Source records

═══

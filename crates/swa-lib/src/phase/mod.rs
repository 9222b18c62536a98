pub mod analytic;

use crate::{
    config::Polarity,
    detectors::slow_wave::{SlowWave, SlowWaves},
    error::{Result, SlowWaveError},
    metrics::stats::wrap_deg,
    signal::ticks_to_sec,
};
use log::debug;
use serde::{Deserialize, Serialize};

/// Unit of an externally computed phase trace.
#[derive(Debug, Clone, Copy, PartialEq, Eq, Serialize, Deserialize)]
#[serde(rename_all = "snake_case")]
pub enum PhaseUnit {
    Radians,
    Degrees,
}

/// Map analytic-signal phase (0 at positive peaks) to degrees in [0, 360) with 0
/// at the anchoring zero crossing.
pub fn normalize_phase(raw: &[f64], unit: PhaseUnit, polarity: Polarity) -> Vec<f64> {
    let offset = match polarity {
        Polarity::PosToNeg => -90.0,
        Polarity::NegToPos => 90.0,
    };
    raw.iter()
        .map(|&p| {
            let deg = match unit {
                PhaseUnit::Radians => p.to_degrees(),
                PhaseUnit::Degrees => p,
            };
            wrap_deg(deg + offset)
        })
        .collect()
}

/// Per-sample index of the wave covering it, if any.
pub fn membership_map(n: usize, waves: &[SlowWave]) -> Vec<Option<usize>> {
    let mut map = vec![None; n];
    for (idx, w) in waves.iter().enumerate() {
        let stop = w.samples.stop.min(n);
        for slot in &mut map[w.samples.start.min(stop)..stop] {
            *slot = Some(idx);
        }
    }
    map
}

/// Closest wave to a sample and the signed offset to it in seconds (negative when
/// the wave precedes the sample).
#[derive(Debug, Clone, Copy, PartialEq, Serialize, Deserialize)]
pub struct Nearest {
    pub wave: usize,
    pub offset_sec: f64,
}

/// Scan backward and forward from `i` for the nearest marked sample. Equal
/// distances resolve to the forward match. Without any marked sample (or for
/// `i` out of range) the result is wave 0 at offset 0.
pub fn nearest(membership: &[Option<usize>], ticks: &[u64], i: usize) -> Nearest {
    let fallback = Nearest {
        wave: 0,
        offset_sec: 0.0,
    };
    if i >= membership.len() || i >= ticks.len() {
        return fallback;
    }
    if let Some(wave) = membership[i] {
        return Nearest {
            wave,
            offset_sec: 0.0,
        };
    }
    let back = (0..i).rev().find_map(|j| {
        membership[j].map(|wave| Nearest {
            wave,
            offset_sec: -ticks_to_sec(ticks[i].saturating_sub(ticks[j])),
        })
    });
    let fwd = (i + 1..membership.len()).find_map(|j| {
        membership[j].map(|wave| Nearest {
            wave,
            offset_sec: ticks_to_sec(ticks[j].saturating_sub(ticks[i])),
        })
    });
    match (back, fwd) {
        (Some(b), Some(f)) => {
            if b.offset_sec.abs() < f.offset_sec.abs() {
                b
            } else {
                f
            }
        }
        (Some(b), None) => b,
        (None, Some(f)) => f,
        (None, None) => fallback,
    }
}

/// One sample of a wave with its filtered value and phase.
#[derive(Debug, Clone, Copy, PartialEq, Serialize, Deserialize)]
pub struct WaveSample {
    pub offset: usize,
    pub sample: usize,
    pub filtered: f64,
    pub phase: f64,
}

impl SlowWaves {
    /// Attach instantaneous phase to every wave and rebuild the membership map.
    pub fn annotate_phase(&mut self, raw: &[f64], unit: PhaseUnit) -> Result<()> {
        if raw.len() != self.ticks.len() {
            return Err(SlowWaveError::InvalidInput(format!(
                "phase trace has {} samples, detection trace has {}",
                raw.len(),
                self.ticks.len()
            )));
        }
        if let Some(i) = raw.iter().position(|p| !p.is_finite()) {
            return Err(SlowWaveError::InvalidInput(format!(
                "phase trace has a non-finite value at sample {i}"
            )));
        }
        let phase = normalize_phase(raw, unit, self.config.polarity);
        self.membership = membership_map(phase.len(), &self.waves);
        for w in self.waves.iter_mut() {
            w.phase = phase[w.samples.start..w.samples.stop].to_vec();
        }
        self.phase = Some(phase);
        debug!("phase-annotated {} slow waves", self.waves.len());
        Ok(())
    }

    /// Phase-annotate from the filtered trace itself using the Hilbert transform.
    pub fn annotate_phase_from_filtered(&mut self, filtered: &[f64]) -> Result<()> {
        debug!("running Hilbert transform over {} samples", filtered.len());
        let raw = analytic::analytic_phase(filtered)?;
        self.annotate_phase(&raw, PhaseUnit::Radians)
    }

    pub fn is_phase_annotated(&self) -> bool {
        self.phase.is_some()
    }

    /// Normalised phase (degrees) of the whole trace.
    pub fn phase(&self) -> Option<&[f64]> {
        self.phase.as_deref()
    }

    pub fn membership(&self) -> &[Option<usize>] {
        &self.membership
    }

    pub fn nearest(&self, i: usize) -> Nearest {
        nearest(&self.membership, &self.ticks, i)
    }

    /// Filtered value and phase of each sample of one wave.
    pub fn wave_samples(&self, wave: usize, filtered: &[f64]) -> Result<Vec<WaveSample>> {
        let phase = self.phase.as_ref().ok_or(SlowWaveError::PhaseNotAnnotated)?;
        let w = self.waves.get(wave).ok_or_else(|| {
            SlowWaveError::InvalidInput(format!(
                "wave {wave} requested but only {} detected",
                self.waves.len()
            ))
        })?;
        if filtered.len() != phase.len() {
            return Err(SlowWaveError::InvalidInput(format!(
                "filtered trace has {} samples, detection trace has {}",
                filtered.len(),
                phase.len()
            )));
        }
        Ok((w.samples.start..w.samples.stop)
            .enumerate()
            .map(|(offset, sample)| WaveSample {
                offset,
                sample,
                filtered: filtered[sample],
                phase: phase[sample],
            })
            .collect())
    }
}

═══

A complete, exact transcription of the data above is the required answer.

filename crates/swa-lib/src/phase/mod.rs
repository 9222b18c62536a98
pub mod analytic;

use crate::{
    config::Polarity,
    detectors::slow_wave::{SlowWave, SlowWaves},
    error::{Result, SlowWaveError},
    metrics::stats::wrap_deg,
    signal::ticks_to_sec,
};
use log::debug;
use serde::{Deserialize, Serialize};

/// Unit of an externally computed phase trace.
#[derive(Debug, Clone, Copy, PartialEq, Eq, Serialize, Deserialize)]
#[serde(rename_all = "snake_case")]
pub enum PhaseUnit {
    Radians,
    Degrees,
}

/// Map analytic-signal phase (0 at positive peaks) to degrees in [0, 360) with 0
/// at the anchoring zero crossing.
pub fn normalize_phase(raw: &[f64], unit: PhaseUnit, polarity: Polarity) -> Vec<f64> {
    let offset = match polarity {
        Polarity::PosToNeg => -90.0,
        Polarity::NegToPos => 90.0,
    };
    raw.iter()
        .map(|&p| {
            let deg = match unit {
                PhaseUnit::Radians => p.to_degrees(),
                PhaseUnit::Degrees => p,
            };
            wrap_deg(deg + offset)
        })
        .collect()
}

/// Per-sample index of the wave covering it, if any.
pub fn membership_map(n: usize, waves: &[SlowWave]) -> Vec<Option<usize>> {
    let mut map = vec![None; n];
    for (idx, w) in waves.iter().enumerate() {
        let stop = w.samples.stop.min(n);
        for slot in &mut map[w.samples.start.min(stop)..stop] {
            *slot = Some(idx);
        }
    }
    map
}

/// Closest wave to a sample and the signed offset to it in seconds (negative when
/// the wave precedes the sample).
#[derive(Debug, Clone, Copy, PartialEq, Serialize, Deserialize)]
pub struct Nearest {
    pub wave: usize,
    pub offset_sec: f64,
}

/// Scan backward and forward from `i` for the nearest marked sample. Equal
/// distances resolve to the forward match. Without any marked sample (or for
/// `i` out of range) the result is wave 0 at offset 0.
pub fn nearest(membership: &[Option<usize>], ticks: &[u64], i: usize) -> Nearest {
    let fallback = Nearest {
        wave: 0,
        offset_sec: 0.0,
    };
    if i >= membership.len() || i >= ticks.len() {
        return fallback;
    }
    if let Some(wave) = membership[i] {
        return Nearest {
            wave,
            offset_sec: 0.0,
        };
    }
    let back = (0..i).rev().find_map(|j| {
        membership[j].map(|wave| Nearest {
            wave,
            offset_sec: -ticks_to_sec(ticks[i].saturating_sub(ticks[j])),
        })
    });
    let fwd = (i + 1..membership.len()).find_map(|j| {
        membership[j].map(|wave| Nearest {
            wave,
            offset_sec: ticks_to_sec(ticks[j].saturating_sub(ticks[i])),
        })
    });
    match (back, fwd) {
        (Some(b), Some(f)) => {
            if b.offset_sec.abs() < f.offset_sec.abs() {
                b
            } else {
                f
            }
        }
        (Some(b), None) => b,
        (None, Some(f)) => f,
        (None, None) => fallback,
    }
}

/// One sample of a wave with its filtered value and phase.
#[derive(Debug, Clone, Copy, PartialEq, Serialize, Deserialize)]
pub struct WaveSample {
    pub offset: usize,
    pub sample: usize,
    pub filtered: f64,
    pub phase: f64,
}

impl SlowWaves {
    /// Attach instantaneous phase to every wave and rebuild the membership map.
    pub fn annotate_phase(&mut self, raw: &[f64], unit: PhaseUnit) -> Result<()> {
        if raw.len() != self.ticks.len() {
            return Err(SlowWaveError::InvalidInput(format!(
                "phase trace has {} samples, detection trace has {}",
                raw.len(),
                self.ticks.len()
            )));
        }
        if let Some(i) = raw.iter().position(|p| !p.is_finite()) {
            return Err(SlowWaveError::InvalidInput(format!(
                "phase trace has a non-finite value at sample {i}"
            )));
        }
        let phase = normalize_phase(raw, unit, self.config.polarity);
        self.membership = membership_map(phase.len(), &self.waves);
        for w in self.waves.iter_mut() {
            w.phase = phase[w.samples.start..w.samples.stop].to_vec();
        }
        self.phase = Some(phase);
        debug!("phase-annotated {} slow waves", self.waves.len());
        Ok(())
    }

    /// Phase-annotate from the filtered trace itself using the Hilbert transform.
    pub fn annotate_phase_from_filtered(&mut self, filtered: &[f64]) -> Result<()> {
        debug!("running Hilbert transform over {} samples", filtered.len());
        let raw = analytic::analytic_phase(filtered)?;
        self.annotate_phase(&raw, PhaseUnit::Radians)
    }

    pub fn is_phase_annotated(&self) -> bool {
        self.phase.is_some()
    }

    /// Normalised phase (degrees) of the whole trace.
    pub fn phase(&self) -> Option<&[f64]> {
        self.phase.as_deref()
    }

    pub fn membership(&self) -> &[Option<usize>] {
        &self.membership
    }

    pub fn nearest(&self, i: usize) -> Nearest {
        nearest(&self.membership, &self.ticks, i)
    }

    /// Filtered value and phase of each sample of one wave.
    pub fn wave_samples(&self, wave: usize, filtered: &[f64]) -> Result<Vec<WaveSample>> {
        let phase = self.phase.as_ref().ok_or(SlowWaveError::PhaseNotAnnotated)?;
        let w = self.waves.get(wave).ok_or_else(|| {
            SlowWaveError::InvalidInput(format!(
                "wave {wave} requested but only {} detected",
                self.waves.len()
            ))
        })?;
        if filtered.len() != phase.len() {
            return Err(SlowWaveError::InvalidInput(format!(
                "filtered trace has {} samples, detection trace has {}",
                filtered.len(),
                phase.len()
            )));
        }
        Ok((w.samples.start..w.samples.stop)
            .enumerate()
            .map(|(offset, sample)| WaveSample {
                offset,
                sample,
                filtered: filtered[sample],
                phase: phase[sample],
            })
            .collect())
    }
}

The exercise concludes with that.